A national magazine recently profiled the mayor of Tirana, which is the capital of Albania. Among other things the article discussed how he had revitalized the city — a charmless, soulless remnant of the Communist era — by splashing the ugly gray buildings with bright colors, planting trees, and creating parks.
“People can say that my color is only makeup,” the mayor is quoted as saying. “But suppose all makeup disappeared. Suppose all women had no makeup, no pretty dresses, no pretty hair.”
That’s an old-European, politically incorrect way of making an important point. Appearances matter, and they matter even more when people have to share space and live in close proximity to each other.
The intersection between urban planning and psychology is well charted. Modern Paris was designed because Napoleon III wanted to prevent future uprisings and inspire pride among his countrymen. So his lieutenant Baron Hausmann tore down the cramped medieval neighborhoods and replaced them with wide boulevards, lots of green space, and monumental architecture. It worked: citizens felt liberated because they had room to breathe, and they felt more at peace because they had beautiful places to retreat.
Similar effects have been achieved in cities around the world, including here in Little Rock. But it seems that it is always an uphill battle to convince the public that aesthetics can be as valuable as strict utility.
Beautification projects are usually criticized as wastes of money, but they can be wise investments, because smart design schemes don’t have to cost a lot, and they can quickly lead to increases in property value, attract new businesses, and strengthen connections within communities. Simply planting trees, installing street lights and improving sidewalks can make a neighborhood a safer place to live.
Most recently, we have observed the transformation in Little Rock’s River Market and North Little Rock’s Argenta district that began with coherent design plans. Other neighborhoods have been slated for comparable rehabilitations, including the area east and south of the Clinton presidential library.
However, every part of Little Rock should demand its own aesthetic improvements. We usually think of certain areas as beyond redemption, but a little imagination can go a long way.
For instance, just think of what the strip-mall-infested stretch of Markham Street in West Little Rock would look like as a tree-lined boulevard with elegant lampposts and grassy traffic islands down the center.
The same kind of ideas should be proposed by residential neighborhoods around the city, the more creative the better.

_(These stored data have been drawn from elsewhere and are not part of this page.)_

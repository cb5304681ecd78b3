use std::io::{ErrorKind, Read, Write};
use std::time::Duration;

use serialport::{SerialPort, SerialPortType};
use tracing::{debug, info};

use crate::error::{Result, TransportError};
use crate::traits::{DeviceId, Transport};

/// Default line speed of TCMP readers.
pub const DEFAULT_BAUD_RATE: u32 = 115_200;

/// Configuration for [`SerialTransport`].
#[derive(Debug, Clone)]
pub struct SerialConfig {
    /// Line speed in baud. Default: 115200.
    pub baud_rate: u32,
    /// Per-read timeout. A read that times out yields zero bytes.
    pub timeout: Duration,
    /// Only enumerate USB ports with this vendor id.
    pub usb_vid: Option<u16>,
    /// Only enumerate USB ports with this product id.
    pub usb_pid: Option<u16>,
}

impl Default for SerialConfig {
    fn default() -> Self {
        Self {
            baud_rate: DEFAULT_BAUD_RATE,
            timeout: Duration::from_millis(50),
            usb_vid: None,
            usb_pid: None,
        }
    }
}

impl SerialConfig {
    /// Restrict enumeration to one USB vendor/product pair.
    pub fn with_usb_filter(mut self, vid: u16, pid: u16) -> Self {
        self.usb_vid = Some(vid);
        self.usb_pid = Some(pid);
        self
    }

    fn accepts(&self, port_type: &SerialPortType) -> bool {
        match port_type {
            SerialPortType::UsbPort(usb) => {
                self.usb_vid.is_none_or(|vid| vid == usb.vid)
                    && self.usb_pid.is_none_or(|pid| pid == usb.pid)
            }
            _ => self.usb_vid.is_none() && self.usb_pid.is_none(),
        }
    }
}

/// USB serial transport backed by the `serialport` crate.
pub struct SerialTransport {
    config: SerialConfig,
    port: Option<Box<dyn SerialPort>>,
    device: Option<DeviceId>,
}

impl SerialTransport {
    /// Create a closed transport with default configuration.
    pub fn new() -> Self {
        Self::with_config(SerialConfig::default())
    }

    /// Create a closed transport with explicit configuration.
    pub fn with_config(config: SerialConfig) -> Self {
        Self {
            config,
            port: None,
            device: None,
        }
    }

    /// The device the transport is connected to, if any.
    pub fn device(&self) -> Option<&DeviceId> {
        self.device.as_ref()
    }

    /// Current configuration.
    pub fn config(&self) -> &SerialConfig {
        &self.config
    }
}

impl Default for SerialTransport {
    fn default() -> Self {
        Self::new()
    }
}

impl Transport for SerialTransport {
    fn enumerate_devices(&self) -> Result<Vec<DeviceId>> {
        let ports =
            serialport::available_ports().map_err(|e| TransportError::Enumerate(e.to_string()))?;
        let devices: Vec<DeviceId> = ports
            .into_iter()
            .filter(|port| self.config.accepts(&port.port_type))
            .map(|port| DeviceId::new(port.port_name))
            .collect();
        debug!(count = devices.len(), "enumerated serial devices");
        Ok(devices)
    }

    fn connect(&mut self, device: &DeviceId) -> Result<()> {
        self.disconnect();
        let port = serialport::new(device.as_str(), self.config.baud_rate)
            .timeout(self.config.timeout)
            .open()
            .map_err(|e| {
                if e.kind() == serialport::ErrorKind::NoDevice {
                    TransportError::DeviceNotFound(device.to_string())
                } else {
                    TransportError::Connect {
                        device: device.to_string(),
                        source: e.into(),
                    }
                }
            })?;
        info!(%device, baud = self.config.baud_rate, "opened serial device");
        self.port = Some(port);
        self.device = Some(device.clone());
        Ok(())
    }

    fn disconnect(&mut self) {
        if self.port.take().is_some() {
            if let Some(device) = self.device.take() {
                info!(%device, "closed serial device");
            }
        }
    }

    fn is_open(&self) -> bool {
        self.port.is_some()
    }

    fn write(&mut self, bytes: &[u8]) -> Result<()> {
        let port = self.port.as_mut().ok_or(TransportError::NotOpen)?;
        let mut offset = 0usize;
        while offset < bytes.len() {
            match port.write(&bytes[offset..]) {
                Ok(0) => return Err(TransportError::NotOpen),
                Ok(n) => offset += n,
                Err(err) if err.kind() == ErrorKind::Interrupted => continue,
                Err(err) => return Err(TransportError::Io(err)),
            }
        }
        loop {
            match port.flush() {
                Ok(()) => return Ok(()),
                Err(err) if err.kind() == ErrorKind::Interrupted => continue,
                Err(err) => return Err(TransportError::Io(err)),
            }
        }
    }

    fn read(&mut self, buf: &mut [u8]) -> Result<usize> {
        let port = self.port.as_mut().ok_or(TransportError::NotOpen)?;
        loop {
            match port.read(buf) {
                Ok(n) => return Ok(n),
                Err(err) if err.kind() == ErrorKind::Interrupted => continue,
                Err(err) if err.kind() == ErrorKind::TimedOut => return Ok(0),
                Err(err) if err.kind() == ErrorKind::WouldBlock => return Ok(0),
                Err(err) => return Err(TransportError::Io(err)),
            }
        }
    }
}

Each community could have unique design elements, such as art installations, that reflect the history and personality of the people there.
And we shouldn’t think small. Look around your neighborhood and consider what you would like to see there — and what you would like not to see anymore.
Along those lines, I put together a short list of fantasies about downtown Little Rock. Some are more unrealistic than others.
• I would like to see the interstate ramps removed from the center of the River Market area. They are ugly, can be scary at night, and unnaturally divide the neighborhood. Having them made sense when the River Market was a warehouse district and had a lot of tractor-trailer traffic, but now they have outlived their usefulness.
Let’s come up with a different place to get on and off the interstate. We could build a couple of interesting buildings where the ramps stand, as well as an elegant square-block park (with a fountain) where people can sit and eat their lunches.
• Why don’t we put underground the portion of Highway 10 (La Harpe Boulevard) that runs from Markham Street to Broadway? Right now the road keeps most people from enjoying what should be an easy walk to the river from downtown.
We could build a promenade park on top of the buried road that would be an attractive complement to the Old State House, the Peabody Hotel, and our convention center.
• Look at downtown Little Rock from the top of a tall building and you will see mostly parking lots. Most of them are at least half-empty. Let’s buy some of them and turn them into public parks. Some people would complain about having to walk an extra couple of blocks to work, but our city would be better for it.
• Tree-line the parts of the streets that pass over I-630. It would be a nicer sight for the drivers above and below.
That is all I have room for here. But if you have any suggestions for your own neighborhood, please send them along. Perhaps we could create a regular feature in the Arkansas Times spotlighting ideas for improving every part of Little Rock.
Even better, perhaps City Hall could do the same thing.